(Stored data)
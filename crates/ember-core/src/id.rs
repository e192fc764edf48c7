//! Strongly-typed identifiers and the [`Offset`] / [`BinIndex`] aliases.

use smallvec::SmallVec;
use std::fmt;

/// Position of a field inside the arena, in `f64` elements.
///
/// Offsets are the only way to name arena data: the backing store may be
/// reallocated whenever the arena grows, so native references are never
/// held across a growth point.
pub type Offset = usize;

/// Identifies a cooperating process (a "rank") in a decomposed run.
///
/// Ranks are numbered `0..n` and arranged as an implicit binary tree for
/// termination detection (see [`RankId::parent`]).
#[derive(Clone, Copy, Debug, PartialEq, Eq, Hash, PartialOrd, Ord)]
pub struct RankId(pub u32);

impl RankId {
    /// The root of the rank tree.
    pub const ROOT: RankId = RankId(0);

    /// Parent in the implicit binary tree, `(id - 1) / 2`. The root has none.
    pub fn parent(self) -> Option<RankId> {
        if self.0 == 0 {
            None
        } else {
            Some(RankId((self.0 - 1) / 2))
        }
    }

    /// Children `2 * id + 1` and `2 * id + 2` that exist in a tree of `size` ranks.
    pub fn children(self, size: usize) -> impl Iterator<Item = RankId> {
        let first = 2 * self.0 as u64 + 1;
        (first..first + 2)
            .filter(move |&c| c < size as u64)
            .map(|c| RankId(c as u32))
    }

    /// Whether this rank is the tree root.
    pub fn is_root(self) -> bool {
        self.0 == 0
    }

    /// The rank id as a `usize` index.
    pub fn index(self) -> usize {
        self.0 as usize
    }
}

impl fmt::Display for RankId {
    fn fmt(&self, f: &mut fmt::Formatter<'_>) -> fmt::Result {
        write!(f, "{}", self.0)
    }
}

impl From<u32> for RankId {
    fn from(v: u32) -> Self {
        Self(v)
    }
}

/// Identifies a worker thread within one rank.
#[derive(Clone, Copy, Debug, PartialEq, Eq, Hash, PartialOrd, Ord)]
pub struct WorkerId(pub u32);

impl WorkerId {
    /// The worker id as a `usize` index.
    pub fn index(self) -> usize {
        self.0 as usize
    }
}

impl fmt::Display for WorkerId {
    fn fmt(&self, f: &mut fmt::Formatter<'_>) -> fmt::Result {
        write!(f, "{}", self.0)
    }
}

impl From<u32> for WorkerId {
    fn from(v: u32) -> Self {
        Self(v)
    }
}

/// Identifies a spatial domain of the decomposed geometry.
///
/// Each rank owns exactly one domain and domain `n` is owned by rank `n`,
/// so [`DomainId::owner`] is the identity mapping.
#[derive(Clone, Copy, Debug, PartialEq, Eq, Hash, PartialOrd, Ord)]
pub struct DomainId(pub u32);

impl DomainId {
    /// Decode a domain read from a record's `DOMAIN` field.
    ///
    /// Returns `None` for negative, non-integral or non-finite values and
    /// for values beyond `u32`.
    pub fn from_field(value: f64) -> Option<DomainId> {
        if value >= 0.0 && value <= f64::from(u32::MAX) && value.fract() == 0.0 {
            Some(DomainId(value as u32))
        } else {
            None
        }
    }

    /// The value written into a record's `DOMAIN` field.
    pub fn field(self) -> f64 {
        f64::from(self.0)
    }

    /// The rank that owns this domain.
    pub fn owner(self) -> RankId {
        RankId(self.0)
    }
}

impl fmt::Display for DomainId {
    fn fmt(&self, f: &mut fmt::Formatter<'_>) -> fmt::Result {
        write!(f, "{}", self.0)
    }
}

impl From<u32> for DomainId {
    fn from(v: u32) -> Self {
        Self(v)
    }
}

impl From<RankId> for DomainId {
    fn from(r: RankId) -> Self {
        Self(r.0)
    }
}

/// Multi-dimensional bin index into a statistics buffer.
///
/// Uses `SmallVec<[usize; 4]>` so the common case (up to four binning
/// dimensions: material, energy group, time bin, cell) stays on the stack.
pub type BinIndex = SmallVec<[usize; 4]>;

#[cfg(test)]
mod tests {
    use super::*;

    #[test]
    fn root_has_no_parent() {
        assert_eq!(RankId(0).parent(), None);
        assert!(RankId::ROOT.is_root());
    }

    #[test]
    fn parent_of_children_round_trips() {
        for id in 0..64u32 {
            for child in RankId(id).children(128) {
                assert_eq!(child.parent(), Some(RankId(id)));
            }
        }
    }

    #[test]
    fn children_clipped_to_size() {
        let kids: Vec<_> = RankId(1).children(4).collect();
        assert_eq!(kids, vec![RankId(3)]);
        assert_eq!(RankId(2).children(4).count(), 0);
        assert_eq!(RankId(0).children(1).count(), 0);
    }

    #[test]
    fn domain_field_must_be_a_whole_non_negative_number() {
        assert_eq!(DomainId::from_field(3.0), Some(DomainId(3)));
        assert_eq!(DomainId::from_field(DomainId(7).field()), Some(DomainId(7)));
        assert_eq!(DomainId::from_field(-1.0), None);
        assert_eq!(DomainId::from_field(1.5), None);
        assert_eq!(DomainId::from_field(f64::NAN), None);
        assert_eq!(DomainId::from_field(f64::INFINITY), None);
        assert_eq!(DomainId::from_field(1.0e12), None);
    }

    #[test]
    fn domain_owner_is_identity() {
        assert_eq!(DomainId(3).owner(), RankId(3));
        assert_eq!(DomainId::from(RankId(5)), DomainId(5));
    }
}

◆ What you need to do: Find every line of the records holding "into". Answer with the count alone.

◆ Task result: 2